Records from a collection
+-------+
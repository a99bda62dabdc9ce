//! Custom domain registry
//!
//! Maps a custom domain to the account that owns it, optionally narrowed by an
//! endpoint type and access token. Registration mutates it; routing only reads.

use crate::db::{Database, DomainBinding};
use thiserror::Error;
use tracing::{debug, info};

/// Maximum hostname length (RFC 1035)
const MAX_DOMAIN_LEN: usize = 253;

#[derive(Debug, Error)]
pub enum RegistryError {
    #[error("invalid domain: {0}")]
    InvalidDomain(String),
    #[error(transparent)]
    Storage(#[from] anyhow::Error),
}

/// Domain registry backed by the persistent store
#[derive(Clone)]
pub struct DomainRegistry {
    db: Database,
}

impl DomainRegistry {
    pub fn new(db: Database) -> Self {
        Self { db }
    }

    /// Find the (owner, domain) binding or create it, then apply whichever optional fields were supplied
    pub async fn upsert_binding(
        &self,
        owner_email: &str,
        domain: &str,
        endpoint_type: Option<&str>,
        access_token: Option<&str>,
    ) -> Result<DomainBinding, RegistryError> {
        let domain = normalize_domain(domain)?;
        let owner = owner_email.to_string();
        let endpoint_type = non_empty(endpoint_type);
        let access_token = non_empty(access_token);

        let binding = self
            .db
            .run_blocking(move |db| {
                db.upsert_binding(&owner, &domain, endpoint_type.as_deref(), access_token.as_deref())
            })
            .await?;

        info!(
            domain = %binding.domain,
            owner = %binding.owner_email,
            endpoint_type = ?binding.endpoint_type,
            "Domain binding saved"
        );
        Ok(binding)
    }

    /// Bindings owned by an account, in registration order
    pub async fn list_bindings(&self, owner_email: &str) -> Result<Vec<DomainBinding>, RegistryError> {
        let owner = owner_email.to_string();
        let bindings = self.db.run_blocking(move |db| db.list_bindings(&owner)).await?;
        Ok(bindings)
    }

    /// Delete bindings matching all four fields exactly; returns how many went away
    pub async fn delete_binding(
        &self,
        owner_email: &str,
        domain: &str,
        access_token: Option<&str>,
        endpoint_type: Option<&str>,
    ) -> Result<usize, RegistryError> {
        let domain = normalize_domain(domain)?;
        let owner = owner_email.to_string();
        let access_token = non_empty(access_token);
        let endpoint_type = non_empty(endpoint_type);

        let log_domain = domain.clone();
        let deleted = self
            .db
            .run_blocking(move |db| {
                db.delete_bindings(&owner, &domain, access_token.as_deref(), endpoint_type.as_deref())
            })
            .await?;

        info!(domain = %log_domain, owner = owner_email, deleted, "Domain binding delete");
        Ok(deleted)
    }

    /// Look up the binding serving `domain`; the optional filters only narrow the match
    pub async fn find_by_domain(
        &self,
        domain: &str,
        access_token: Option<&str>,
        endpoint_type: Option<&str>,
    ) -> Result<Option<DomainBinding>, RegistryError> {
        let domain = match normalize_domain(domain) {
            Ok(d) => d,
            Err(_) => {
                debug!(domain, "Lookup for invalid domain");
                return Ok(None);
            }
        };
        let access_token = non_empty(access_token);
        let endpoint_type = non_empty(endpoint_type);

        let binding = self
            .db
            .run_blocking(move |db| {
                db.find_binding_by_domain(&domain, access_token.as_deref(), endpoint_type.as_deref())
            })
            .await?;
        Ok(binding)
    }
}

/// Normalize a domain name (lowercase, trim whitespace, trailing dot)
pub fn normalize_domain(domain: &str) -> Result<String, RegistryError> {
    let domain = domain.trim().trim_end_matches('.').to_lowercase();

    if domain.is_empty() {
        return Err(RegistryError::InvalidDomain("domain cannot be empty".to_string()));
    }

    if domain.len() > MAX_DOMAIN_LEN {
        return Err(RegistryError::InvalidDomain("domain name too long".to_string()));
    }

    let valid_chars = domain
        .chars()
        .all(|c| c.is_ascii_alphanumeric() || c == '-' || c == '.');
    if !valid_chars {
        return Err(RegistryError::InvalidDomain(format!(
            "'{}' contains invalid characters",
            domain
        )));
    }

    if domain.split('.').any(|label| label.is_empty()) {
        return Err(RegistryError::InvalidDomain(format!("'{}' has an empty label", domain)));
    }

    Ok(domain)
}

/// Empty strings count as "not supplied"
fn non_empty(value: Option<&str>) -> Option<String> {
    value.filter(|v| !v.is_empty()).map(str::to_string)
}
+-------+
All lines of the records above that contain the word "fields" are to be copied out.

**REPLY:**
    /// Find the (owner, domain) binding or create it, then apply whichever optional fields were supplied
    /// Delete bindings matching all four fields exactly; returns how many went away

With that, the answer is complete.